Entzückt drückte Lorenz seine warmen Lippen auf meine Hand. O Justine! rief er aus, wenn Du wüßtest, wie sehr ich Dich liebte, Du müßtest mir für das hohe Vertrauen danken, daß ich in Deine Tugend setze, und mit dem ich Dich bitte, allen den Stürmen, die dir entgegen brausen werden, zum Trotz, dennoch nach Spillingen zu ziehn. Es ist das einzige Mittel, uns künftig sehen zu können, denn meine jetzige Lage erlaubt mir noch nicht, öffentlich um Dich zu werben. Mein Dienst ist streng, und verstattet mir nur höchst selten eine freie Stunde, und auch diese nicht, ohne daß meine übrigen Verhältnisse meinen Willen nicht auf's äußerste beschränkten. Wollte ich auch des Nachts zu Dir eilen, so könnte dieß nur mit der größten Behutsamkeit von Deiner und meiner Seite geschehen, und wenn irgend ein Lauscher es ahndete, so wär' es mit dem Verlust Deines guten, unbescholtenen Rufs verbunden, der mir noch theurer ist, als der meine. Der Kammerherr hat bisher meistens nur mit gemeindenkenden leichtsinnigen Dirnen zu thun gehabt, die seinen Wünschen auf halbem Wege entgegen kamen. Der Widerstand, den ein edles Mädchen dem Laster thut, ist ihm fremd, und wird ihn wenigstens beschämen, wenn auch nicht bessern. Überdieß haben wir dort Gelegenheit, uns täglich zu sehn, ohne den mindesten Verdacht zu erregen, und bei der kleinsten Gefahr, die ich für Dich ahnde, werd' ich Maßregeln treffen, Dich zu retten, kost' es mir auch was es wolle.

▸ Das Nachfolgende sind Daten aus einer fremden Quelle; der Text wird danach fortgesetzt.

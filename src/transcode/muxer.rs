//! Output container writer

use std::path::{Path, PathBuf};

use ffmpeg_next as ffmpeg;

use super::encoder::AudioEncoder;
use super::metadata::{to_dictionary, Metadata};
use crate::error::{FfmpegError, Result};
use crate::ffmpeg::helpers;

/// Muxer writing a single audio stream to a file
pub struct OutputWriter {
    output: ffmpeg::format::context::Output,
    path: PathBuf,
    opened_file: bool,
    stream_index: Option<usize>,
    stream_time_base: ffmpeg::Rational,
    header_written: bool,
    packets_written: u64,
}

impl OutputWriter {
    /// Create the output context, choosing the muxer from the path's
    /// extension, and open the file.
    pub fn create(path: &Path) -> Result<Self> {
        let ctx = helpers::create_output(path)?;
        tracing::debug!(
            path = %path.display(),
            muxer = ctx.output.format().name(),
            "output created"
        );
        Ok(Self {
            output: ctx.output,
            path: path.to_path_buf(),
            opened_file: ctx.opened_file,
            stream_index: None,
            stream_time_base: ffmpeg::Rational::new(1, 1),
            header_written: false,
            packets_written: 0,
        })
    }

    pub fn path(&self) -> &Path {
        &self.path
    }

    /// Whether creating the writer created a file at `path`
    pub fn opened_file(&self) -> bool {
        self.opened_file
    }

    /// Whether the container wants codec headers out of band. Encoders must
    /// be opened with the global-header flag in that case.
    pub fn requires_global_header(&self) -> bool {
        self.output
            .format()
            .flags()
            .contains(ffmpeg::format::Flags::GLOBAL_HEADER)
    }

    /// Add the output stream from the opened encoder and attach `metadata`
    /// to both the stream and the container.
    pub fn add_audio_stream(&mut self, encoder: &AudioEncoder, metadata: &Metadata) -> Result<usize> {
        let params = encoder.codec_parameters()?;

        let mut out_stream = self
            .output
            .add_stream(ffmpeg::encoder::find(ffmpeg::codec::Id::None))
            .map_err(|e| FfmpegError::StreamConfig(format!("Failed to add audio stream: {}", e)))?;

        out_stream.set_parameters(params);
        // Let the muxer pick the tag for its own container
        helpers::stream_reset_codec_tag(&mut out_stream);
        out_stream.set_time_base(encoder.time_base());
        out_stream.set_metadata(to_dictionary(metadata));

        let index = out_stream.index();
        self.stream_index = Some(index);
        self.stream_time_base = encoder.time_base();
        self.output.set_metadata(to_dictionary(metadata));

        tracing::debug!(index, tags = metadata.len(), "added audio stream");
        Ok(index)
    }

    /// Write the container header. The muxer may change the stream time
    /// base here; packets are rescaled to whatever it settled on.
    pub fn write_header(&mut self) -> Result<()> {
        let index = self.stream_index.ok_or_else(|| {
            FfmpegError::WriteHeader("no stream added before the header".into())
        })?;
        self.output
            .write_header()
            .map_err(|e| FfmpegError::WriteHeader(format!("{}: {}", self.path.display(), e)))?;
        self.header_written = true;

        if let Some(stream) = self.output.stream(index) {
            self.stream_time_base = stream.time_base();
        }
        tracing::debug!(time_base = %self.stream_time_base, "header written");
        Ok(())
    }

    /// Write one encoded packet whose timestamps are in `time_base`.
    pub fn write_packet(
        &mut self,
        mut packet: ffmpeg::codec::packet::Packet,
        time_base: ffmpeg::Rational,
    ) -> Result<()> {
        let index = self
            .stream_index
            .filter(|_| self.header_written)
            .ok_or_else(|| FfmpegError::WritePacket("header not written".into()))?;

        packet.set_stream(index);
        packet.set_position(-1);
        packet.rescale_ts(time_base, self.stream_time_base);
        packet
            .write_interleaved(&mut self.output)
            .map_err(|e| FfmpegError::WritePacket(format!("Failed to write packet: {}", e)))?;
        self.packets_written += 1;
        Ok(())
    }

    /// Flush interleaving buffers and write the trailer.
    pub fn finish(&mut self) -> Result<()> {
        if !self.header_written {
            return Err(FfmpegError::WriteTrailer("header not written".into()).into());
        }
        helpers::flush_interleaved(&mut self.output)?;
        self.output
            .write_trailer()
            .map_err(|e| FfmpegError::WriteTrailer(format!("{}: {}", self.path.display(), e)))?;
        tracing::debug!(packets = self.packets_written, "trailer written");
        Ok(())
    }

    pub fn packets_written(&self) -> u64 {
        self.packets_written
    }
}

/// Removes a partially written output file unless the conversion commits it.
#[derive(Debug)]
pub struct PartialOutputGuard {
    path: PathBuf,
    armed: bool,
}

impl PartialOutputGuard {
    /// Guard `path`; a disarmed guard never touches the file.
    pub fn new(path: &Path, armed: bool) -> Self {
        Self {
            path: path.to_path_buf(),
            armed,
        }
    }

    /// Keep the file.
    pub fn commit(mut self) {
        self.armed = false;
    }
}

impl Drop for PartialOutputGuard {
    fn drop(&mut self) {
        if !self.armed {
            return;
        }
        match std::fs::remove_file(&self.path) {
            Ok(()) => tracing::debug!(path = %self.path.display(), "removed partial output"),
            Err(e) if e.kind() == std::io::ErrorKind::NotFound => {}
            Err(e) => tracing::warn!(
                path = %self.path.display(),
                "failed to remove partial output: {}",
                e
            ),
        }
    }
}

Selbst die vortheilhaften Aussichten und Hoffnungen, auf die ich jetzt in Gedanken unser künftiges Glück baue — selbst die werd' ich mit frohem Muthe Dir opfern, wenn es Deine Sicherheit verlangt. — Seine Augen fingen an zu blitzen — Kraft und Entschlossenheit erhoben seine Stimme. — Ja, fuhr er dann fort, indem er mich heftig mit beiden Armen umschloß — selbst wenn ich genöthigt wäre, jedes Verhältniß zu zerreißen, das mir ehedem heilig war — hier an diesem Herzen würde ich dennoch, auch in der bittersten Armuth Ersatz finden, wenn es nehmlich nie aufhört, mich zu lieben!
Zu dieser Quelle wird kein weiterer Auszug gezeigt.